En la localidad de Tataverome, vecina de Manara, Maigana Theteuma, máximo responsable de la aldea, descansa sentado sobre una estera enfundado en un elegante bubu blanco como la nieve y acompañado por un gran número de vecinos. Theteuma es un hombre esbelto, de manos y pies enormes y que oculta su mirada bajo unas gafas de sol de cristales bien negros como su piel.

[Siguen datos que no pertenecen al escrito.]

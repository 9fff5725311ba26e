//! Line-oriented prompts over any reader/writer pair.
//!
//! The binary wires this to locked stdin/stdout; tests feed a `Cursor`
//! and capture output in a `Vec<u8>`.

use std::io::{self, BufRead, Write};
use thiserror::Error;

#[derive(Debug, Error)]
pub enum PromptError {
    /// Input ended before an answer was given.
    #[error("Input closed while waiting for: {prompt}")]
    InputClosed { prompt: String },

    #[error("Terminal I/O error: {0}")]
    Io(#[from] io::Error),
}

pub struct Prompter<R, W> {
    input: R,
    output: W,
}

impl<R: BufRead, W: Write> Prompter<R, W> {
    pub fn new(input: R, output: W) -> Self {
        Self { input, output }
    }

    /// Print `"<message>: "` and return the trimmed answer.
    pub fn ask(&mut self, message: &str) -> Result<String, PromptError> {
        write!(self.output, "{}: ", message)?;
        self.read_answer(message)
    }

    /// Like [`ask`](Self::ask), but an empty answer yields `default`.
    pub fn ask_with_default(&mut self, message: &str, default: &str) -> Result<String, PromptError> {
        write!(self.output, "{} [default: {}]: ", message, default)?;
        let answer = self.read_answer(message)?;
        if answer.is_empty() {
            Ok(default.to_string())
        } else {
            Ok(answer)
        }
    }

    /// Re-prompt, printing `guidance` each time, until the answer is non-empty.
    pub fn ask_required(&mut self, message: &str, guidance: &str) -> Result<String, PromptError> {
        loop {
            let answer = self.ask(message)?;
            if !answer.is_empty() {
                return Ok(answer);
            }
            tracing::debug!(prompt = message, "empty answer for required field");
            self.say(guidance)?;
        }
    }

    /// Empty answer means "not supplied".
    pub fn ask_optional(&mut self, message: &str) -> Result<Option<String>, PromptError> {
        let answer = self.ask(message)?;
        Ok(if answer.is_empty() { None } else { Some(answer) })
    }

    /// Yes/no question. Only the full words match, case-insensitively.
    pub fn confirm(&mut self, message: &str, default: bool) -> Result<bool, PromptError> {
        let default_word = if default { "yes" } else { "no" };
        loop {
            let answer = self
                .ask_with_default(&format!("{} (yes/no)", message), default_word)?
                .to_lowercase();
            match answer.as_str() {
                "yes" => return Ok(true),
                "no" => return Ok(false),
                _ => {
                    tracing::debug!(answer = %answer, "unrecognized yes/no answer");
                    self.say("Please answer yes or no.")?;
                }
            }
        }
    }

    /// Write one informational line.
    pub fn say(&mut self, line: &str) -> Result<(), PromptError> {
        writeln!(self.output, "{}", line)?;
        Ok(())
    }

    /// Consume the prompter, returning the output sink.
    pub fn into_output(self) -> W {
        self.output
    }

    fn read_answer(&mut self, message: &str) -> Result<String, PromptError> {
        self.output.flush()?;
        let mut line = String::new();
        if self.input.read_line(&mut line)? == 0 {
            return Err(PromptError::InputClosed {
                prompt: message.to_string(),
            });
        }
        Ok(line.trim().to_string())
    }
}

A diferencia de Manara, Tataverome no es un campo improvisado a toda prisa, sino una aldea bien organizada, con alguna que otra construcción de adobe y con un gran pozo de Oxfam-Intermón frente al que varias mujeres hacen cola para abastecerse de agua. “Aquí tenemos más desplazados y refugiados que vecinos propios del pueblo”, afirma satisfecho y orgulloso el jefe Maigana, que recuerda el drama y el “sufrimiento” de los huidos.

Uno de ellos es Ibrahim Saleh, un veterano pescador del lago que, como el matrimonio Hassane, tuvo que escapar de la localidad de Kaiga. “Salí sano y salvo con mis hijos, pero mis padres murieron”, explica. “En Kaiga iba a pescar todos los días con mi hijo y vivíamos muy bien. Había comercio y nos dedicábamos también a las agricultura, hasta que llegaron los de Boko Haram”. En el interior de su choza, Ibrahim guarda como oro en paño los artilugios de pesca a la espera de que la paz llegue a la cuenca del lago Chad y pueda regresar algún día a su casa, aunque su mirada, triste y llena de nostalgia, no invita al optimismo.

De momento, el régimen militar del Chad mantiene la prohibición de pescar en gran parte del lago y ha cerrado la ruta comercial con Nigeria, una manera de restar recursos a Boko Haram. Todo indica que la situación está lejos de mejorar, más bien todo lo contrario. El hambre y las enfermedades siguen al acecho. "No regresaremos a las islas. Es necesario que nos ayuden para tener comida", exclama con amargura Fátima Mahamet.